Myrtle and Richard regularly kept in contact with their best-man Fred and his wife Daphne Tron. Fred had an automobile business in North Carolina and Richard purchased and serviced his vehicles through him. Myrtle also kept in contact with other American personnel and their wives throughout their lifetime.

Tragically Richard, aged eighty, suffered a heart attack and passed away in July 2000. That was the morning that Myrtle was due to return to her native soil.

As the result of a happy marriage that lasted over fifty years, Richard and Myrtle had three children. Myrtle has now six grandchildren and two great grand-children.

Myrtle tells me that when her children had to be chastised they could detect some of her "Ulsterisms" and some of the accent returning. They knew by their mother's switch in dialect that they should pay attention! I remarked to Myrtle recently when I spoke to her, that I could find no trace of her Ulster accent. Myrtle disagreed with me. She remarked that when people on that side of the Atlantic talk to her today they still ask her "What part of the East do you come from?" She informs me she tells them "Way... East!"

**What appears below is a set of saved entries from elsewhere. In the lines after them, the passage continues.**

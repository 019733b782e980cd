use sqlx::PgPool;

use crate::models::{Document, NewDocument};

pub async fn save_document(pool: &PgPool, document: &NewDocument) -> sqlx::Result<Document> {
    sqlx::query_as::<_, Document>(
        "INSERT INTO documents (name, file_path, user_id) VALUES ($1, $2, $3) RETURNING id, name, upload_time, file_path, user_id",
    )
    .bind(&document.name)
    .bind(&document.file_path)
    .bind(document.user_id)
    .fetch_one(pool)
    .await
}

pub async fn get_users_documents(pool: &PgPool, user_id: i64) -> sqlx::Result<Vec<Document>> {
    sqlx::query_as::<_, Document>(
        "SELECT id, name, upload_time, file_path, user_id FROM documents WHERE user_id = $1 ORDER BY id",
    )
    .bind(user_id)
    .fetch_all(pool)
    .await
}

/// Returns the document only when it belongs to `user_id`.
pub async fn get_user_document(
    pool: &PgPool,
    user_id: i64,
    document_id: i64,
) -> sqlx::Result<Option<Document>> {
    sqlx::query_as::<_, Document>(
        "SELECT id, name, upload_time, file_path, user_id FROM documents WHERE id = $1 AND user_id = $2",
    )
    .bind(document_id)
    .bind(user_id)
    .fetch_optional(pool)
    .await
}

/// Deletes the row, cascading to its chats and their messages.
/// Returns the deleted document, if there was one.
pub async fn delete_document(pool: &PgPool, document_id: i64) -> sqlx::Result<Option<Document>> {
    sqlx::query_as::<_, Document>(
        "DELETE FROM documents WHERE id = $1 RETURNING id, name, upload_time, file_path, user_id",
    )
    .bind(document_id)
    .fetch_optional(pool)
    .await
}

#[cfg(test)]
mod test {
    use super::*;
    use crate::repository::{test_pool, test_user};

    #[tokio::test]
    async fn test_documents_are_scoped_to_their_owner() {
        let Some(pool) = test_pool().await else {
            return;
        };
        let owner = test_user(&pool).await;
        let stranger = test_user(&pool).await;
        let doc = save_document(
            &pool,
            &NewDocument {
                name: "paper.pdf".to_string(),
                file_path: "storage/paper.pdf".to_string(),
                user_id: owner.id,
            },
        )
        .await
        .unwrap();
        assert_eq!(doc.name, "paper.pdf");

        let listed = get_users_documents(&pool, owner.id).await.unwrap();
        assert_eq!(listed.len(), 1);
        assert!(get_users_documents(&pool, stranger.id).await.unwrap().is_empty());

        assert!(get_user_document(&pool, owner.id, doc.id).await.unwrap().is_some());
        assert!(get_user_document(&pool, stranger.id, doc.id).await.unwrap().is_none());

        let deleted = delete_document(&pool, doc.id).await.unwrap().unwrap();
        assert_eq!(deleted.file_path, "storage/paper.pdf");
        assert!(delete_document(&pool, doc.id).await.unwrap().is_none());
    }
}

Myrtle has now outlived many of her former friends with whom she shared the same wartime connections and experiences. She tells me her children and others put down her longevity to the fact that she is "too damned stubborn" and she is "too Irish."

Personally I think that her active lifestyle and routine visits to the gym may have something to do with that.

Thanks to ".rrtle v -l--- ing her family for their assistance.

The Digger can be contacted at Ulster Star Office or by email: diggerarticle@hotmail.com.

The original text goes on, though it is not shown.